Start of Block

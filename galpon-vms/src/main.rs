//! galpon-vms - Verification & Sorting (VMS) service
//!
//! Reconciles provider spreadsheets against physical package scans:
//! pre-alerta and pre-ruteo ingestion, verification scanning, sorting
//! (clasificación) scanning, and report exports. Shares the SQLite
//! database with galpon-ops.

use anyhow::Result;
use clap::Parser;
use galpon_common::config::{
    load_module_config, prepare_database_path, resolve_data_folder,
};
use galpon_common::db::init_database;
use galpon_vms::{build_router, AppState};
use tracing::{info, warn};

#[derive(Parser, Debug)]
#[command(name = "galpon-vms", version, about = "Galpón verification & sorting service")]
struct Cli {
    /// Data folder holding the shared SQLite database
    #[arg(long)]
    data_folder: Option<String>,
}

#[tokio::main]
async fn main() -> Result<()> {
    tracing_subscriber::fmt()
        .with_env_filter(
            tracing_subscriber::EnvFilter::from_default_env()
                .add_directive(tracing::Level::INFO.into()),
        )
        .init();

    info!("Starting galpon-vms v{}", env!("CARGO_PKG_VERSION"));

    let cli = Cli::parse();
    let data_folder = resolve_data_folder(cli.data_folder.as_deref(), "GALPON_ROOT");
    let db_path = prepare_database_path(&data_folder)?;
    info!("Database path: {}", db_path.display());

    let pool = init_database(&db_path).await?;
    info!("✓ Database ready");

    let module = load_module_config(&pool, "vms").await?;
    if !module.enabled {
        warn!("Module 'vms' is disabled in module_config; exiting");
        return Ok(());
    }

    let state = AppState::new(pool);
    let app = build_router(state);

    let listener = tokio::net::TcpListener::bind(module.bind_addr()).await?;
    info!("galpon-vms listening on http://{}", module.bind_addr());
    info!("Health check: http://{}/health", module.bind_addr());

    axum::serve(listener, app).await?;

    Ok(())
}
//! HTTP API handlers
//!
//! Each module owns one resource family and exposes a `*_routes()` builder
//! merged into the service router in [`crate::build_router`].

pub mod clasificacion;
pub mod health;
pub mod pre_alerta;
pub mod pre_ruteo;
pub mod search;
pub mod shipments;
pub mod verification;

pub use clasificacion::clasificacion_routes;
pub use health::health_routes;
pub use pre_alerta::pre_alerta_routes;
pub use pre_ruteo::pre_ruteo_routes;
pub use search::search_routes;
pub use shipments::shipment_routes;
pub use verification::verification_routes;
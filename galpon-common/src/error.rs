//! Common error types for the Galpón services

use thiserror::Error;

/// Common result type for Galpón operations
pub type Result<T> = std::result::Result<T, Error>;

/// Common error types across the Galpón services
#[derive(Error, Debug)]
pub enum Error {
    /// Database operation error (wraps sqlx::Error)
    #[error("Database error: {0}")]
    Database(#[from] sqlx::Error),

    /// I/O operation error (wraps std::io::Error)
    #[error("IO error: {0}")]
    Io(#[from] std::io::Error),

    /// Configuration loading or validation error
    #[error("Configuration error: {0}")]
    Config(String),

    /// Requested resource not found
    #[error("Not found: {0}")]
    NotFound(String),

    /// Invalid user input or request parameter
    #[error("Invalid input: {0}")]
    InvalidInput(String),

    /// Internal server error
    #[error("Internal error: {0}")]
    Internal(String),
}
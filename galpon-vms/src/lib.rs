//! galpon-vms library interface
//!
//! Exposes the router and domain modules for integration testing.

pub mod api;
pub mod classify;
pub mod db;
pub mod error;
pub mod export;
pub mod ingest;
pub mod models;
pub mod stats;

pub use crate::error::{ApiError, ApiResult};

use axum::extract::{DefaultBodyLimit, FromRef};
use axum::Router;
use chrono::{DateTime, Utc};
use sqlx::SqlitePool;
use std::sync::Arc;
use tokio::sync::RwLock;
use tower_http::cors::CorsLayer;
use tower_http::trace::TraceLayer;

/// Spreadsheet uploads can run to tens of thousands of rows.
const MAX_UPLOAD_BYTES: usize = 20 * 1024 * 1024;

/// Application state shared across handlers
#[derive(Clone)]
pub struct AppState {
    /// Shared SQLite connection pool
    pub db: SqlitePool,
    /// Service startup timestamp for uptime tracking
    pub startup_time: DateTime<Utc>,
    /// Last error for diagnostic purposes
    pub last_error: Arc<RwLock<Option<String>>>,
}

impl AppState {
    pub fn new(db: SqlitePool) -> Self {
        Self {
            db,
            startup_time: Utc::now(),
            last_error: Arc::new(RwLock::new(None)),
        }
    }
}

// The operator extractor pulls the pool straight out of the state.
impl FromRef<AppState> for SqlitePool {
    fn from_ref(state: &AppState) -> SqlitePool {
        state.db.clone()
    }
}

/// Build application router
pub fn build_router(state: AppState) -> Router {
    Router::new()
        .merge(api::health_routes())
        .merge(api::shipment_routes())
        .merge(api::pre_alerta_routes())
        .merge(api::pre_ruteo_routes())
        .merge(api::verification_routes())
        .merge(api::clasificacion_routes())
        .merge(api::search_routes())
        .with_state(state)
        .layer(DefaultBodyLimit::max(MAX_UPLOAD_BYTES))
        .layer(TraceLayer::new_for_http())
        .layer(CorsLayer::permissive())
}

End of Block

## What you are asked to do
Copy out all of the material, word for word.

## Response below
filename galpon-vms/src/main.rs
//! galpon-vms - Verification & Sorting (VMS) service
//!
//! Reconciles provider spreadsheets against physical package scans:
//! pre-alerta and pre-ruteo ingestion, verification scanning, sorting
//! (clasificación) scanning, and report exports. Shares the SQLite
//! database with galpon-ops.

use anyhow::Result;
use clap::Parser;
use galpon_common::config::{
    load_module_config, prepare_database_path, resolve_data_folder,
};
use galpon_common::db::init_database;
use galpon_vms::{build_router, AppState};
use tracing::{info, warn};

#[derive(Parser, Debug)]
#[command(name = "galpon-vms", version, about = "Galpón verification & sorting service")]
struct Cli {
    /// Data folder holding the shared SQLite database
    #[arg(long)]
    data_folder: Option<String>,
}

#[tokio::main]
async fn main() -> Result<()> {
    tracing_subscriber::fmt()
        .with_env_filter(
            tracing_subscriber::EnvFilter::from_default_env()
                .add_directive(tracing::Level::INFO.into()),
        )
        .init();

    info!("Starting galpon-vms v{}", env!("CARGO_PKG_VERSION"));

    let cli = Cli::parse();
    let data_folder = resolve_data_folder(cli.data_folder.as_deref(), "GALPON_ROOT");
    let db_path = prepare_database_path(&data_folder)?;
    info!("Database path: {}", db_path.display());

    let pool = init_database(&db_path).await?;
    info!("✓ Database ready");

    let module = load_module_config(&pool, "vms").await?;
    if !module.enabled {
        warn!("Module 'vms' is disabled in module_config; exiting");
        return Ok(());
    }

    let state = AppState::new(pool);
    let app = build_router(state);

    let listener = tokio::net::TcpListener::bind(module.bind_addr()).await?;
    info!("galpon-vms listening on http://{}", module.bind_addr());
    info!("Health check: http://{}/health", module.bind_addr());

    axum::serve(listener, app).await?;

    Ok(())
}
//! HTTP API handlers
//!
//! Each module owns one resource family and exposes a `*_routes()` builder
//! merged into the service router in [`crate::build_router`].

pub mod clasificacion;
pub mod health;
pub mod pre_alerta;
pub mod pre_ruteo;
pub mod search;
pub mod shipments;
pub mod verification;

pub use clasificacion::clasificacion_routes;
pub use health::health_routes;
pub use pre_alerta::pre_alerta_routes;
pub use pre_ruteo::pre_ruteo_routes;
pub use search::search_routes;
pub use shipments::shipment_routes;
pub use verification::verification_routes;
filename galpon-common/src/error.rs
//! Common error types for the Galpón services

use thiserror::Error;

/// Common result type for Galpón operations
pub type Result<T> = std::result::Result<T, Error>;

/// Common error types across the Galpón services
#[derive(Error, Debug)]
pub enum Error {
    /// Database operation error (wraps sqlx::Error)
    #[error("Database error: {0}")]
    Database(#[from] sqlx::Error),

    /// I/O operation error (wraps std::io::Error)
    #[error("IO error: {0}")]
    Io(#[from] std::io::Error),

    /// Configuration loading or validation error
    #[error("Configuration error: {0}")]
    Config(String),

    /// Requested resource not found
    #[error("Not found: {0}")]
    NotFound(String),

    /// Invalid user input or request parameter
    #[error("Invalid input: {0}")]
    InvalidInput(String),

    /// Internal server error
    #[error("Internal error: {0}")]
    Internal(String),
}
filename galpon-vms/src/lib.rs
//! galpon-vms library interface
//!
//! Exposes the router and domain modules for integration testing.

pub mod api;
pub mod classify;
pub mod db;
pub mod error;
pub mod export;
pub mod ingest;
pub mod models;
pub mod stats;

pub use crate::error::{ApiError, ApiResult};

use axum::extract::{DefaultBodyLimit, FromRef};
use axum::Router;
use chrono::{DateTime, Utc};
use sqlx::SqlitePool;
use std::sync::Arc;
use tokio::sync::RwLock;
use tower_http::cors::CorsLayer;
use tower_http::trace::TraceLayer;

/// Spreadsheet uploads can run to tens of thousands of rows.
const MAX_UPLOAD_BYTES: usize = 20 * 1024 * 1024;

/// Application state shared across handlers
#[derive(Clone)]
pub struct AppState {
    /// Shared SQLite connection pool
    pub db: SqlitePool,
    /// Service startup timestamp for uptime tracking
    pub startup_time: DateTime<Utc>,
    /// Last error for diagnostic purposes
    pub last_error: Arc<RwLock<Option<String>>>,
}

impl AppState {
    pub fn new(db: SqlitePool) -> Self {
        Self {
            db,
            startup_time: Utc::now(),
            last_error: Arc::new(RwLock::new(None)),
        }
    }
}

// The operator extractor pulls the pool straight out of the state.
impl FromRef<AppState> for SqlitePool {
    fn from_ref(state: &AppState) -> SqlitePool {
        state.db.clone()
    }
}

/// Build application router
pub fn build_router(state: AppState) -> Router {
    Router::new()
        .merge(api::health_routes())
        .merge(api::shipment_routes())
        .merge(api::pre_alerta_routes())
        .merge(api::pre_ruteo_routes())
        .merge(api::verification_routes())
        .merge(api::clasificacion_routes())
        .merge(api::search_routes())
        .with_state(state)
        .layer(DefaultBodyLimit::max(MAX_UPLOAD_BYTES))
        .layer(TraceLayer::new_for_http())
        .layer(CorsLayer::permissive())
}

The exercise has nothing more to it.